Copy out all of the data below exactly, so that no word differs from the original.

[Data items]
- - - - - - -

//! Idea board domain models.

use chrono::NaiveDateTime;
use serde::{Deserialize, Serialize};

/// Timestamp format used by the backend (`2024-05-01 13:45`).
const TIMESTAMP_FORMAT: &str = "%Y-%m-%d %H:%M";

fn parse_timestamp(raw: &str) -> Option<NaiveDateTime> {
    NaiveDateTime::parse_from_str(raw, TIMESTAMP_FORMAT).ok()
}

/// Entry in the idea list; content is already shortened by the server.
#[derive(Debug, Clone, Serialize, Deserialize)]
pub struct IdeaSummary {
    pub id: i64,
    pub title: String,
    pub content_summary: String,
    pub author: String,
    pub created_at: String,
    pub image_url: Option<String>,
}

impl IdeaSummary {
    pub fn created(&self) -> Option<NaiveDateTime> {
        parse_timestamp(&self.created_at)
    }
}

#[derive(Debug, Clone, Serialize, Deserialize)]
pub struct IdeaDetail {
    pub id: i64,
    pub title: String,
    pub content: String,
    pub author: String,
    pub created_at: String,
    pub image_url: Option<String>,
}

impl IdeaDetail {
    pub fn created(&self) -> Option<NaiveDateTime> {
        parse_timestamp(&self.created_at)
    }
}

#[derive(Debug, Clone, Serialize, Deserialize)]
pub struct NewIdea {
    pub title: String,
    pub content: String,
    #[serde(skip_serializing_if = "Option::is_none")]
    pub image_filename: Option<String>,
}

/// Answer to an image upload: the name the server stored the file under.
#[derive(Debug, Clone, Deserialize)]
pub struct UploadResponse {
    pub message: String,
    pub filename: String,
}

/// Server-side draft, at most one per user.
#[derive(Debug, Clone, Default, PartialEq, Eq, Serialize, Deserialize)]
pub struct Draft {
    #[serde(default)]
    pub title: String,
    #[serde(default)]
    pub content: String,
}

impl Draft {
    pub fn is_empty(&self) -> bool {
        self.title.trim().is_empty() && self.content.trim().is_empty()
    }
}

- - - - - - -

Answer to this problem —
//! Idea board domain models.

use chrono::NaiveDateTime;
use serde::{Deserialize, Serialize};

/// Timestamp format used by the backend (`2024-05-01 13:45`).
const TIMESTAMP_FORMAT: &str = "%Y-%m-%d %H:%M";

fn parse_timestamp(raw: &str) -> Option<NaiveDateTime> {
    NaiveDateTime::parse_from_str(raw, TIMESTAMP_FORMAT).ok()
}

/// Entry in the idea list; content is already shortened by the server.
#[derive(Debug, Clone, Serialize, Deserialize)]
pub struct IdeaSummary {
    pub id: i64,
    pub title: String,
    pub content_summary: String,
    pub author: String,
    pub created_at: String,
    pub image_url: Option<String>,
}

impl IdeaSummary {
    pub fn created(&self) -> Option<NaiveDateTime> {
        parse_timestamp(&self.created_at)
    }
}

#[derive(Debug, Clone, Serialize, Deserialize)]
pub struct IdeaDetail {
    pub id: i64,
    pub title: String,
    pub content: String,
    pub author: String,
    pub created_at: String,
    pub image_url: Option<String>,
}

impl IdeaDetail {
    pub fn created(&self) -> Option<NaiveDateTime> {
        parse_timestamp(&self.created_at)
    }
}

#[derive(Debug, Clone, Serialize, Deserialize)]
pub struct NewIdea {
    pub title: String,
    pub content: String,
    #[serde(skip_serializing_if = "Option::is_none")]
    pub image_filename: Option<String>,
}

/// Answer to an image upload: the name the server stored the file under.
#[derive(Debug, Clone, Deserialize)]
pub struct UploadResponse {
    pub message: String,
    pub filename: String,
}

/// Server-side draft, at most one per user.
#[derive(Debug, Clone, Default, PartialEq, Eq, Serialize, Deserialize)]
pub struct Draft {
    #[serde(default)]
    pub title: String,
    #[serde(default)]
    pub content: String,
}

impl Draft {
    pub fn is_empty(&self) -> bool {
        self.title.trim().is_empty() && self.content.trim().is_empty()
    }
}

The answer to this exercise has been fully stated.